Stored data

== Segment start ==

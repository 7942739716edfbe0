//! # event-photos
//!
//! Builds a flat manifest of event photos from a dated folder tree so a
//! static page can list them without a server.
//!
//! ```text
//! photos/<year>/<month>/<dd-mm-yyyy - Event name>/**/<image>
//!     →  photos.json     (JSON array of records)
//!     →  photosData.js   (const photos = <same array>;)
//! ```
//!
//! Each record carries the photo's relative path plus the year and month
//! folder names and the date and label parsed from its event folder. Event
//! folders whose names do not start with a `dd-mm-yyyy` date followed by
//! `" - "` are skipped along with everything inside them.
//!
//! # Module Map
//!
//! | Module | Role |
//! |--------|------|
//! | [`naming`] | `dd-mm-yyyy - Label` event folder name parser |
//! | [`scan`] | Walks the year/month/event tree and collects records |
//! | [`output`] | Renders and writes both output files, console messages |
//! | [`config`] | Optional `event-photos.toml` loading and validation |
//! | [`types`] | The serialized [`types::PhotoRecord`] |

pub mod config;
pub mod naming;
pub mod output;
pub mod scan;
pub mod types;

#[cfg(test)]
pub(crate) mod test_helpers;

== Segment end ==

Every record above must appear again in the answer, unchanged.

repository 7942739716edfbe0
//! # event-photos
//!
//! Builds a flat manifest of event photos from a dated folder tree so a
//! static page can list them without a server.
//!
//! ```text
//! photos/<year>/<month>/<dd-mm-yyyy - Event name>/**/<image>
//!     →  photos.json     (JSON array of records)
//!     →  photosData.js   (const photos = <same array>;)
//! ```
//!
//! Each record carries the photo's relative path plus the year and month
//! folder names and the date and label parsed from its event folder. Event
//! folders whose names do not start with a `dd-mm-yyyy` date followed by
//! `" - "` are skipped along with everything inside them.
//!
//! # Module Map
//!
//! | Module | Role |
//! |--------|------|
//! | [`naming`] | `dd-mm-yyyy - Label` event folder name parser |
//! | [`scan`] | Walks the year/month/event tree and collects records |
//! | [`output`] | Renders and writes both output files, console messages |
//! | [`config`] | Optional `event-photos.toml` loading and validation |
//! | [`types`] | The serialized [`types::PhotoRecord`] |

pub mod config;
pub mod naming;
pub mod output;
pub mod scan;
pub mod types;

#[cfg(test)]
pub(crate) mod test_helpers;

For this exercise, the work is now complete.